|Fact sheet No 102: Lymphatic Filariasis - Rev. September 2000 (WHO, 2000, 3 p.)|
Communities where filariasis is endemic. The primary goal of treating the affected community is to eliminate microfilariae from the blood of infected individuals so that transmission of the infection by the mosquito can be interrupted. Recent studies have shown that single doses of diethylcarbamazine (DEC) have the same long-term (1-year) effect in decreasing microfilaraemia as the formerly-recommended 12-day regimens of DEC and, even more importantly, that the use of single doses of 2 drugs administered concurrently (optimally albendazole with DEC or ivermectin) is 99% effective in removing microfilariae from the blood for a full year after treatment. It is this level of treatment effectiveness that has made feasible the new efforts to eliminate lymphatic filariasis.

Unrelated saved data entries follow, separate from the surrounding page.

use std::fs;
use std::path::{Path, PathBuf};
use std::sync::Arc;

use relic_core::{
    AssetExporter, AssetSource, ExportCollection, ExportContext, ExportError, ExportOptions,
    ExportPointer, FileIdentity, ObjectRef, PointerError, PointerKind,
};

/// Writes one asset's content under the export directory and reports the
/// path it chose. Implemented per asset class; the surrounding collection
/// handles identity and the meta sidecar.
pub trait AssetContentWriter: Send + Sync {
    fn write(
        &self,
        ctx: &ExportContext<'_>,
        obj: &ObjectRef,
        dir: &Path,
    ) -> Result<PathBuf, ExportError>;
}

/// Export collection holding exactly one ordinary asset.
///
/// The asset gets its own container identity, generated at construction:
/// hashed from payload when the run asks for reproducible identities,
/// random otherwise.
pub struct AssetExportCollection {
    name: String,
    assets: Vec<ObjectRef>,
    identity: FileIdentity,
    writer: Arc<dyn AssetContentWriter>,
}

impl AssetExportCollection {
    pub fn new(
        source: &dyn AssetSource,
        obj: &ObjectRef,
        options: &ExportOptions,
        writer: Arc<dyn AssetContentWriter>,
    ) -> Self {
        let identity = if options.guid_by_content {
            match source.payload(obj) {
                Ok(bytes) => FileIdentity::from_content(&bytes),
                Err(_) => FileIdentity::random(),
            }
        } else {
            FileIdentity::random()
        };
        Self {
            name: if obj.name.is_empty() {
                obj.to_string()
            } else {
                obj.name.clone()
            },
            assets: vec![obj.clone()],
            identity,
            writer,
        }
    }

    pub fn identity(&self) -> FileIdentity {
        self.identity
    }
}

impl ExportCollection for AssetExportCollection {
    fn name(&self) -> &str {
        &self.name
    }

    fn assets(&self) -> &[ObjectRef] {
        &self.assets
    }

    fn export_id(&self, obj: &ObjectRef) -> Result<u64, PointerError> {
        if !self.contains(obj) {
            return Err(PointerError::NotInCollection {
                collection: self.name.clone(),
                name: obj.name.clone(),
            });
        }
        // Main asset numbering: class id shifted into the per-file id space.
        Ok(obj.kind.class_id() as u64 * 100_000)
    }

    fn create_pointer(
        &self,
        obj: &ObjectRef,
        is_local: bool,
    ) -> Result<ExportPointer, PointerError> {
        let file_id = self.export_id(obj)?;
        if is_local {
            Ok(ExportPointer::local(file_id))
        } else {
            Ok(ExportPointer::new(file_id, self.identity, PointerKind::Meta))
        }
    }

    fn export(&self, ctx: &ExportContext<'_>, dir: &Path) -> Result<bool, ExportError> {
        let obj = &self.assets[0];
        let path = self.writer.write(ctx, obj, dir)?;
        write_meta(&path, self.identity)?;
        Ok(true)
    }
}

/// Sidecar that ties the exported file to its container identity, so
/// references serialized elsewhere resolve when the project is reopened.
fn write_meta(asset_path: &Path, identity: FileIdentity) -> std::io::Result<()> {
    let meta = format!("fileFormatVersion: 2\nguid: {identity}\n");
    let meta_path = PathBuf::from(format!("{}.meta", asset_path.display()));
    fs::write(meta_path, meta)
}

/// File stem for an exported asset, safe for the local filesystem.
pub(crate) fn file_stem(obj: &ObjectRef) -> String {
    if obj.name.is_empty() {
        return format!("{}_{}", obj.kind.type_name(), obj.path_id);
    }
    obj.name
        .chars()
        .map(|c| match c {
            '/' | '\\' | ':' => '_',
            other => other,
        })
        .collect()
}

/// First free path for `stem.extension` under `dir`; display names are not
/// unique, files must be.
pub(crate) fn unique_path(dir: &Path, stem: &str, extension: &str) -> PathBuf {
    let mut path = dir.join(format!("{stem}.{extension}"));
    let mut counter = 1;
    while path.exists() {
        path = dir.join(format!("{stem}_{counter}.{extension}"));
        counter += 1;
    }
    path
}

/// Fallback exporter: passes serialized payload through unchanged.
pub struct BinaryAssetExporter;

impl AssetExporter for BinaryAssetExporter {
    fn handles(&self, _source: &dyn AssetSource, _obj: &ObjectRef) -> bool {
        true
    }

    fn create_collection(
        &self,
        source: &dyn AssetSource,
        obj: &ObjectRef,
        options: &ExportOptions,
    ) -> Box<dyn ExportCollection> {
        Box::new(AssetExportCollection::new(
            source,
            obj,
            options,
            Arc::new(BinaryContentWriter),
        ))
    }
}

struct BinaryContentWriter;

impl AssetContentWriter for BinaryContentWriter {
    fn write(
        &self,
        ctx: &ExportContext<'_>,
        obj: &ObjectRef,
        dir: &Path,
    ) -> Result<PathBuf, ExportError> {
        let data = ctx.source().payload(obj)?;
        let subdir = dir.join(obj.kind.type_name());
        fs::create_dir_all(&subdir)?;
        let path = unique_path(&subdir, &file_stem(obj), "bin");
        fs::write(&path, data)?;
        Ok(path)
    }
}
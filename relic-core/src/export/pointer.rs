use std::fmt;

/// 128-bit identity of an exported or synthetic container file.
///
/// The persisted text form is 32 lowercase hex characters, as written into
/// meta sidecars and serialized references. Identities are either generated
/// for exported files (random, or hashed from content so repeated runs agree)
/// or fixed constants for the engine's own resource containers.
#[derive(Clone, Copy, PartialEq, Eq, Hash)]
pub struct FileIdentity([u8; 16]);

impl FileIdentity {
    /// All-zero identity used by local references and missing targets.
    pub const NIL: FileIdentity = FileIdentity([0; 16]);

    pub const fn from_bytes(bytes: [u8; 16]) -> Self {
        Self(bytes)
    }

    /// Derive an identity from file content, so unrelated export runs assign
    /// the same identity to identical payload.
    pub fn from_content(content: &[u8]) -> Self {
        let hash = blake3::hash(content);
        let mut bytes = [0u8; 16];
        bytes.copy_from_slice(&hash.as_bytes()[..16]);
        Self(bytes)
    }

    pub fn random() -> Self {
        Self(uuid::Uuid::new_v4().into_bytes())
    }

    pub fn as_bytes(&self) -> &[u8; 16] {
        &self.0
    }

    pub fn is_nil(&self) -> bool {
        self.0 == [0; 16]
    }
}

impl fmt::Display for FileIdentity {
    fn fmt(&self, f: &mut fmt::Formatter<'_>) -> fmt::Result {
        for byte in self.0 {
            write!(f, "{:02x}", byte)?;
        }
        Ok(())
    }
}

impl fmt::Debug for FileIdentity {
    fn fmt(&self, f: &mut fmt::Formatter<'_>) -> fmt::Result {
        write!(f, "FileIdentity({})", self)
    }
}

/// Flavor of a serialized reference, with the numeric tag the engine
/// persists alongside it.
#[derive(Debug, Clone, Copy, PartialEq, Eq, Hash)]
pub enum PointerKind {
    /// Reference into the engine's built-in resource set.
    Internal,
    Cached,
    Serialized,
    /// Reference to an exported file that carries a meta sidecar.
    Meta,
}

impl PointerKind {
    pub fn persisted_tag(self) -> u8 {
        match self {
            PointerKind::Internal => 0,
            PointerKind::Cached => 1,
            PointerKind::Serialized => 2,
            PointerKind::Meta => 3,
        }
    }
}

/// Serialized reference unit embedded in exported files.
///
/// Constructed on demand, written out immediately by the caller, and never
/// retained. Identical inputs always produce bit-identical pointers.
#[derive(Debug, Clone, Copy, PartialEq, Eq)]
pub struct ExportPointer {
    pub file_id: u64,
    pub identity: FileIdentity,
    pub kind: PointerKind,
}

impl ExportPointer {
    pub fn new(file_id: u64, identity: FileIdentity, kind: PointerKind) -> Self {
        Self {
            file_id,
            identity,
            kind,
        }
    }

    /// Reference within the same exported file: no container identity.
    pub fn local(file_id: u64) -> Self {
        Self {
            file_id,
            identity: FileIdentity::NIL,
            kind: PointerKind::Serialized,
        }
    }

    /// The null reference written when a target cannot be located.
    pub fn null() -> Self {
        Self {
            file_id: 0,
            identity: FileIdentity::NIL,
            kind: PointerKind::Serialized,
        }
    }

    /// Persisted text form of the reference.
    pub fn to_reference_string(&self) -> String {
        if self.file_id == 0 || self.identity.is_nil() {
            format!("{{fileID: {}}}", self.file_id)
        } else {
            format!(
                "{{fileID: {}, guid: {}, type: {}}}",
                self.file_id,
                self.identity,
                self.kind.persisted_tag()
            )
        }
    }
}
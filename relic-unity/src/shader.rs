use std::fs;
use std::io::Cursor;
use std::path::{Path, PathBuf};
use std::sync::Arc;

use anyhow::{bail, Result};
use byteorder::{LittleEndian, ReadBytesExt};
use relic_core::{
    AssetExporter, AssetSource, ExportCollection, ExportContext, ExportError, ExportOptions,
    ObjectKind, ObjectRef,
};
use tracing::warn;

use crate::asset::{file_stem, unique_path, AssetContentWriter, AssetExportCollection};

/// 'DXBC' ascii.
const DXBC_FOURCC: u32 = 0x43425844;

/// Exporter for shader objects: source text goes out as-is, compiled
/// bytecode containers are re-emitted as a readable listing.
pub struct ShaderAssetExporter;

impl AssetExporter for ShaderAssetExporter {
    fn handles(&self, _source: &dyn AssetSource, obj: &ObjectRef) -> bool {
        obj.kind == ObjectKind::Shader
    }

    fn create_collection(
        &self,
        source: &dyn AssetSource,
        obj: &ObjectRef,
        options: &ExportOptions,
    ) -> Box<dyn ExportCollection> {
        Box::new(AssetExportCollection::new(
            source,
            obj,
            options,
            Arc::new(ShaderContentWriter),
        ))
    }
}

struct ShaderContentWriter;

impl AssetContentWriter for ShaderContentWriter {
    fn write(
        &self,
        ctx: &ExportContext<'_>,
        obj: &ObjectRef,
        dir: &Path,
    ) -> Result<PathBuf, ExportError> {
        let data = ctx.source().payload(obj)?;
        let subdir = dir.join(obj.kind.type_name());
        fs::create_dir_all(&subdir)?;
        let path = unique_path(&subdir, &file_stem(obj), "shader");

        let text = match dxbc_offset(&data) {
            Some(offset) => match render_dxbc_listing(&data[offset..]) {
                Ok(listing) => listing,
                Err(err) => {
                    warn!("malformed bytecode container in {obj}: {err:#}");
                    String::from_utf8_lossy(&data).into_owned()
                }
            },
            None => String::from_utf8_lossy(&data).into_owned(),
        };

        fs::write(&path, text)?;
        Ok(path)
    }
}

/// Locate a DXBC container in the payload.
///
/// The archive stores compiled programs with a 6-byte header in front of
/// the container, so the magic is probed at the start and at offset 6.
fn dxbc_offset(data: &[u8]) -> Option<usize> {
    for offset in [0usize, 6] {
        if data.len() < offset + 4 {
            continue;
        }
        let fourcc = u32::from_le_bytes([
            data[offset],
            data[offset + 1],
            data[offset + 2],
            data[offset + 3],
        ]);
        if fourcc == DXBC_FOURCC {
            return Some(offset);
        }
    }
    None
}

/// Readable chunk listing for a DXBC container. No disassembler is linked,
/// so the listing records the container layout instead of instruction text.
fn render_dxbc_listing(data: &[u8]) -> Result<String> {
    let mut cursor = Cursor::new(data);
    let magic = cursor.read_u32::<LittleEndian>()?;
    if magic != DXBC_FOURCC {
        bail!("not a DXBC container");
    }

    // Checksum and the fixed one-word field before the sizes.
    let mut checksum = [0u8; 16];
    std::io::Read::read_exact(&mut cursor, &mut checksum)?;
    let _one = cursor.read_u32::<LittleEndian>()?;
    let total_size = cursor.read_u32::<LittleEndian>()?;
    let chunk_count = cursor.read_u32::<LittleEndian>()?;
    if chunk_count > 64 {
        bail!("implausible chunk count {chunk_count}");
    }

    let mut offsets = Vec::with_capacity(chunk_count as usize);
    for _ in 0..chunk_count {
        offsets.push(cursor.read_u32::<LittleEndian>()?);
    }

    let mut listing = format!(
        "// Compiled shader program, {} bytes, {} chunks\n",
        total_size, chunk_count
    );
    for offset in offsets {
        let offset = offset as usize;
        if offset + 8 > data.len() {
            bail!("chunk offset {offset:#x} is outside the container");
        }
        let fourcc: String = data[offset..offset + 4]
            .iter()
            .map(|&b| {
                if b.is_ascii_graphic() {
                    b as char
                } else {
                    '?'
                }
            })
            .collect();
        let size = u32::from_le_bytes([
            data[offset + 4],
            data[offset + 5],
            data[offset + 6],
            data[offset + 7],
        ]);
        listing.push_str(&format!("// chunk {fourcc} at {offset:#x}, {size} bytes\n"));
    }
    Ok(listing)
}
use std::path::Path;
use std::sync::Arc;

use relic_core::{
    AssetExporter, AssetSource, ExportCollection, ExportContext, ExportError, ExportOptions,
    ExportPointer, ObjectRef, PointerError, PointerKind,
};
use tracing::debug;

use crate::builtin::catalog::BuiltinCatalog;
use crate::builtin::classifier::EngineAssetClassifier;
use crate::builtin::identity::ContainerIdentities;

/// Export collection for the engine's built-in resources.
///
/// Other exporters rely on it for membership tests and reference pointers,
/// but it writes no payload itself: built-ins ship inside the engine
/// runtime, so "exporting" them is a defined no-op.
pub struct EngineExportCollection {
    name: String,
    assets: Vec<ObjectRef>,
    catalog: Arc<BuiltinCatalog>,
    identities: ContainerIdentities,
}

impl EngineExportCollection {
    /// Membership is fixed here and never changes afterwards: every object
    /// of a recognized engine archive, or just the one discovered object
    /// when it came from user content.
    pub fn new(
        source: &dyn AssetSource,
        asset: &ObjectRef,
        catalog: Arc<BuiltinCatalog>,
        identities: ContainerIdentities,
    ) -> Self {
        let assets = if identities.is_builtin_archive(&asset.archive) {
            source.objects_in(&asset.archive)
        } else {
            vec![asset.clone()]
        };
        Self {
            name: format!("Engine {}", catalog.engine_version()),
            assets,
            catalog,
            identities,
        }
    }
}

impl ExportCollection for EngineExportCollection {
    fn name(&self) -> &str {
        &self.name
    }

    fn assets(&self) -> &[ObjectRef] {
        &self.assets
    }

    fn export_id(&self, obj: &ObjectRef) -> Result<u64, PointerError> {
        self.catalog
            .id_for(obj.kind, &obj.name)
            .ok_or_else(|| PointerError::UnknownBuiltin {
                kind: obj.kind,
                name: obj.name.clone(),
                archive: obj.archive.clone(),
            })
    }

    fn create_pointer(
        &self,
        obj: &ObjectRef,
        is_local: bool,
    ) -> Result<ExportPointer, PointerError> {
        // Built-ins are never local to an exported project; a local request
        // is a caller bug.
        debug_assert!(!is_local, "requested local pointer into {}", self.name);

        let file_id = self.export_id(obj)?;
        // Objects recognized purely by name or shader chain were not read
        // out of either engine archive; they are all attributed to the
        // extra-resources container so unrelated export runs agree.
        let identity = self
            .identities
            .identity_for(&obj.archive)
            .unwrap_or_else(|| self.identities.builtin_extra());
        Ok(ExportPointer::new(file_id, identity, PointerKind::Internal))
    }

    fn export(&self, _ctx: &ExportContext<'_>, _dir: &Path) -> Result<bool, ExportError> {
        debug!("'{}' holds {} engine assets, nothing to write", self.name, self.assets.len());
        Ok(false)
    }
}

/// Exporter that claims built-in engine assets and exempts them from
/// payload export.
pub struct EngineAssetExporter {
    catalog: Arc<BuiltinCatalog>,
    identities: ContainerIdentities,
}

impl EngineAssetExporter {
    pub fn new() -> Self {
        Self::with_catalog(BuiltinCatalog::unity_2017_3(), ContainerIdentities::unity())
    }

    pub fn with_catalog(catalog: BuiltinCatalog, identities: ContainerIdentities) -> Self {
        Self {
            catalog: Arc::new(catalog),
            identities,
        }
    }
}

impl Default for EngineAssetExporter {
    fn default() -> Self {
        Self::new()
    }
}

impl AssetExporter for EngineAssetExporter {
    fn handles(&self, source: &dyn AssetSource, obj: &ObjectRef) -> bool {
        EngineAssetClassifier::new(&self.catalog, &self.identities, source).is_builtin(obj)
    }

    fn create_collection(
        &self,
        source: &dyn AssetSource,
        obj: &ObjectRef,
        _options: &ExportOptions,
    ) -> Box<dyn ExportCollection> {
        Box::new(EngineExportCollection::new(
            source,
            obj,
            Arc::clone(&self.catalog),
            self.identities,
        ))
    }
}
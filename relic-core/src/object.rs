use std::fmt;
use std::hash::{Hash, Hasher};

/// Kind of object extracted from a serialized archive.
///
/// The set is closed on purpose: every dispatch over kinds is an exhaustive
/// match, so adding a variant forces every lookup table and classifier to
/// take a position on it.
#[derive(Debug, Clone, Copy, PartialEq, Eq, Hash)]
pub enum ObjectKind {
    Material,
    Shader,
    Texture,
    Mesh,
    Font,
    Sprite,
    LightmapParams,
    AudioClip,
    Other,
}

impl ObjectKind {
    /// Numeric class id the engine assigns to this kind in serialized data.
    pub fn class_id(self) -> u32 {
        match self {
            ObjectKind::Material => 21,
            ObjectKind::Texture => 28,
            ObjectKind::Mesh => 43,
            ObjectKind::Shader => 48,
            ObjectKind::AudioClip => 83,
            ObjectKind::Font => 128,
            ObjectKind::LightmapParams => 151,
            ObjectKind::Sprite => 213,
            ObjectKind::Other => 0,
        }
    }

    /// Stable name used for output subfolders and diagnostics.
    pub fn type_name(self) -> &'static str {
        match self {
            ObjectKind::Material => "Material",
            ObjectKind::Shader => "Shader",
            ObjectKind::Texture => "Texture2D",
            ObjectKind::Mesh => "Mesh",
            ObjectKind::Font => "Font",
            ObjectKind::Sprite => "Sprite",
            ObjectKind::LightmapParams => "LightmapParameters",
            ObjectKind::AudioClip => "AudioClip",
            ObjectKind::Other => "Object",
        }
    }
}

impl fmt::Display for ObjectKind {
    fn fmt(&self, f: &mut fmt::Formatter<'_>) -> fmt::Result {
        f.write_str(self.type_name())
    }
}

/// Handle to one object inside a loaded archive set.
///
/// Produced by the archive parser layer; the export side only ever reads it.
/// Two handles refer to the same object when they agree on archive name and
/// path id, regardless of the display name they carry.
#[derive(Debug, Clone)]
pub struct ObjectRef {
    /// Logical name of the archive the object came from.
    pub archive: String,
    /// Object path id within its archive.
    pub path_id: i64,
    pub kind: ObjectKind,
    /// Display name. Not unique across kinds, and may be empty.
    pub name: String,
}

impl ObjectRef {
    pub fn new(
        archive: impl Into<String>,
        path_id: i64,
        kind: ObjectKind,
        name: impl Into<String>,
    ) -> Self {
        Self {
            archive: archive.into(),
            path_id,
            kind,
            name: name.into(),
        }
    }
}

// Identity is (archive, path_id); name and kind are payload.
impl PartialEq for ObjectRef {
    fn eq(&self, other: &Self) -> bool {
        self.path_id == other.path_id && self.archive == other.archive
    }
}

impl Eq for ObjectRef {}

impl Hash for ObjectRef {
    fn hash<H: Hasher>(&self, state: &mut H) {
        self.archive.hash(state);
        self.path_id.hash(state);
    }
}

impl fmt::Display for ObjectRef {
    fn fmt(&self, f: &mut fmt::Formatter<'_>) -> fmt::Result {
        if self.name.is_empty() {
            write!(f, "{} #{} ({})", self.kind, self.path_id, self.archive)
        } else {
            write!(f, "{} '{}' ({})", self.kind, self.name, self.archive)
        }
    }
}

#[cfg(test)]
mod tests {
    use super::*;
    use std::collections::HashSet;

    #[test]
    fn class_ids_match_engine_numbering() {
        assert_eq!(ObjectKind::Material.class_id(), 21);
        assert_eq!(ObjectKind::Texture.class_id(), 28);
        assert_eq!(ObjectKind::Mesh.class_id(), 43);
        assert_eq!(ObjectKind::Shader.class_id(), 48);
        assert_eq!(ObjectKind::AudioClip.class_id(), 83);
        assert_eq!(ObjectKind::Font.class_id(), 128);
        assert_eq!(ObjectKind::LightmapParams.class_id(), 151);
        assert_eq!(ObjectKind::Sprite.class_id(), 213);
    }

    #[test]
    fn identity_ignores_display_name() {
        let a = ObjectRef::new("level0", 42, ObjectKind::Material, "Grass");
        let b = ObjectRef::new("level0", 42, ObjectKind::Material, "Renamed");
        let c = ObjectRef::new("level1", 42, ObjectKind::Material, "Grass");

        assert_eq!(a, b);
        assert_ne!(a, c);

        let mut set = HashSet::new();
        set.insert(a);
        assert!(set.contains(&b));
        assert!(!set.contains(&c));
    }
}
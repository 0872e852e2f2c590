//! Agent mode: keep links dialed to the server, each paired with the
//! private service.
//!
//! Every worker loops on its own: dial the server, dial the local service,
//! run the session to completion, dial again. Failed dials back off
//! exponentially and never stop the loop.

use crate::config::dial_address;
use crate::liveness;
use crate::service::{BoundAddrs, ServiceError, ServiceInner, DIAL_TIMEOUT};
use rqtunnel_connection::{ReconnectManager, Session};
use std::io;
use std::net::SocketAddr;
use std::sync::Arc;
use thiserror::Error;
use tokio::net::{lookup_host, TcpStream};
use tokio::time::timeout;
use tracing::{debug, info, warn};

/// Why a worker could not set up a link
#[derive(Debug, Error)]
pub enum DialError {
    #[error("Failed to connect to tunnel server {address}: {source}")]
    Server { address: String, source: io::Error },

    #[error("Failed to connect to local service {address}: {source}")]
    Local { address: String, source: io::Error },
}

/// Resolve both targets and spawn the link workers.
pub(crate) async fn start(inner: &Arc<ServiceInner>) -> Result<(), ServiceError> {
    let config = &inner.config;
    let server = dial_address(&config.tunnel_addr);
    let local = dial_address(&config.service_addr);

    let server_addr = resolve(&server).await?;
    let local_addr = resolve(&local).await?;
    inner.set_bound(BoundAddrs {
        tunnel: Some(server_addr),
        service: Some(local_addr),
        control: None,
    });

    info!(
        server = %server,
        local = %local,
        links = config.links,
        "Forwarding tunnel links to local service"
    );

    for worker in 0..config.links {
        inner.spawn_loop(
            format!("agent-link-{}", worker),
            link_worker(inner.clone(), worker, server.clone(), local.clone()),
        );
    }

    if let Some(control) = &config.control_addr {
        inner.spawn_loop(
            "agent-control",
            liveness::heartbeat_loop(inner.clone(), dial_address(control)),
        );
    }

    Ok(())
}

async fn resolve(address: &str) -> Result<SocketAddr, ServiceError> {
    let mut addrs = lookup_host(address)
        .await
        .map_err(|e| ServiceError::ResolveError {
            address: address.to_string(),
            reason: e.to_string(),
        })?;

    addrs.next().ok_or_else(|| ServiceError::ResolveError {
        address: address.to_string(),
        reason: "no addresses found".to_string(),
    })
}

async fn link_worker(inner: Arc<ServiceInner>, worker: usize, server: String, local: String) {
    let mut backoff = ReconnectManager::new(inner.config.reconnect.clone());

    loop {
        let pair = tokio::select! {
            _ = inner.shutdown.cancelled() => break,
            pair = dial_pair(&server, &local) => pair,
        };

        match pair {
            Ok((tunnel, service)) => {
                backoff.reset();
                let session = Session::new(service, tunnel, &inner.cipher, &inner.sessions);
                debug!(worker, session_id = %session.id(), "Link established, waiting for a user");

                // The session keeps running on its own if we are asked to stop.
                let mut running = inner.spawn_session(session);
                tokio::select! {
                    _ = inner.shutdown.cancelled() => break,
                    _ = &mut running => {}
                }
            }
            Err(e) => {
                warn!(
                    worker,
                    error = %e,
                    retry_in_ms = backoff.current_backoff().as_millis() as u64,
                    "Link setup failed"
                );
                if backoff.wait(&inner.shutdown).await.is_err() {
                    break;
                }
            }
        }
    }

    debug!(worker, "Link worker stopped");
}

/// Dial the server, then the local service. A failed local dial drops the
/// server connection again.
async fn dial_pair(server: &str, local: &str) -> Result<(TcpStream, TcpStream), DialError> {
    let tunnel = connect(server)
        .await
        .map_err(|source| DialError::Server {
            address: server.to_string(),
            source,
        })?;

    let service = connect(local).await.map_err(|source| DialError::Local {
        address: local.to_string(),
        source,
    })?;

    Ok((tunnel, service))
}

pub(crate) async fn connect(address: &str) -> io::Result<TcpStream> {
    let stream = timeout(DIAL_TIMEOUT, TcpStream::connect(address))
        .await
        .map_err(|_| io::Error::new(io::ErrorKind::TimedOut, "connect timed out"))??;
    let _ = stream.set_nodelay(true);
    Ok(stream)
}
//! Shared helpers for tunnel integration tests
#![allow(dead_code)]

use rqtunnel_server::{TunnelConfig, TunnelService};
use std::net::SocketAddr;
use std::time::Duration;
use tokio::io::{AsyncReadExt, AsyncWriteExt};
use tokio::net::{TcpListener, TcpStream};
use tokio::task::JoinHandle;
use tokio::time::timeout;

pub const WAIT: Duration = Duration::from_secs(5);

/// Server on ephemeral loopback ports without a cipher
pub fn plain_server(capacity: usize) -> TunnelConfig {
    TunnelConfig::server("127.0.0.1:0", "127.0.0.1:0")
        .with_cipher("none", "")
        .with_capacity(capacity)
        .with_shutdown_grace(Duration::from_secs(2))
}

pub fn init_tracing() {
    let _ = tracing_subscriber::fmt()
        .with_max_level(tracing::Level::DEBUG)
        .with_test_writer()
        .try_init();
}

pub async fn start(config: TunnelConfig) -> TunnelService {
    init_tracing();
    let service = TunnelService::new(config).expect("valid config");
    service.start().await.expect("service should start");
    service
}

pub fn tunnel_addr(service: &TunnelService) -> SocketAddr {
    service.bound_addrs().tunnel.expect("tunnel listener bound")
}

pub fn user_addr(service: &TunnelService) -> SocketAddr {
    service.bound_addrs().service.expect("user listener bound")
}

/// Poll `condition` until it holds or panic after [`WAIT`]
pub async fn wait_until(what: &str, condition: impl Fn() -> bool) {
    let waited = timeout(WAIT, async {
        while !condition() {
            tokio::time::sleep(Duration::from_millis(10)).await;
        }
    })
    .await;
    assert!(waited.is_ok(), "timed out waiting for {}", what);
}

pub async fn wait_for_pending(service: &TunnelService, count: usize) {
    wait_until(&format!("{} pending links", count), || {
        service.stats().pending_links == count
    })
    .await;
}

pub async fn read_exact_bytes(stream: &mut TcpStream, len: usize) -> Vec<u8> {
    let mut buf = vec![0u8; len];
    timeout(WAIT, stream.read_exact(&mut buf))
        .await
        .expect("read timed out")
        .expect("read failed");
    buf
}

/// Whether the peer has closed `stream` (EOF or reset) within [`WAIT`]
pub async fn is_closed_by_peer(stream: &mut TcpStream) -> bool {
    let mut buf = [0u8; 64];
    loop {
        match timeout(WAIT, stream.read(&mut buf)).await {
            Err(_) => return false,
            Ok(Ok(0)) | Ok(Err(_)) => return true,
            Ok(Ok(_)) => continue,
        }
    }
}

/// Stub private service echoing every connection back until EOF
pub async fn spawn_echo_server() -> (SocketAddr, JoinHandle<()>) {
    let listener = TcpListener::bind("127.0.0.1:0").await.unwrap();
    let addr = listener.local_addr().unwrap();

    let handle = tokio::spawn(async move {
        loop {
            let Ok((mut stream, _)) = listener.accept().await else {
                break;
            };
            tokio::spawn(async move {
                let (mut reader, mut writer) = stream.split();
                let _ = tokio::io::copy(&mut reader, &mut writer).await;
                let _ = writer.shutdown().await;
            });
        }
    });

    (addr, handle)
}

/// Stub private service answering `ping` with `pong`
pub async fn spawn_ping_pong_server() -> (SocketAddr, JoinHandle<()>) {
    let listener = TcpListener::bind("127.0.0.1:0").await.unwrap();
    let addr = listener.local_addr().unwrap();

    let handle = tokio::spawn(async move {
        loop {
            let Ok((mut stream, _)) = listener.accept().await else {
                break;
            };
            tokio::spawn(async move {
                let mut request = [0u8; 4];
                if stream.read_exact(&mut request).await.is_ok() && &request == b"ping" {
                    let _ = stream.write_all(b"pong").await;
                }
                let _ = stream.shutdown().await;
            });
        }
    });

    (addr, handle)
}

Treating the individual. Both albendazole and DEC have been shown to be effective in killing the adult-stage filarial parasites (necessary for complete cure of infection), but ideal treatment regimens still need to be defined. It is clear that this anti-parasite treatment can result in improvement of patients' elephantiasis and hydrocoele (especially in the early stages of disease), but the most significant treatment advance to alleviate the suffering of those with elephantiasis has come from recognizing that much of the progression in pathology results from bacterial and fungal "superinfection" of tissues with compromised lymphatic function caused by earlier filarial infection. Thus, rigorous hygiene to the affected limbs, with accompanying adjunctive measures to minimize infection and promote lymph flow, results both in a dramatic reduction in frequency of acute episodes of inflammation ("filarial fevers") and in an astonishing degree of improvement of the elephantiasis itself.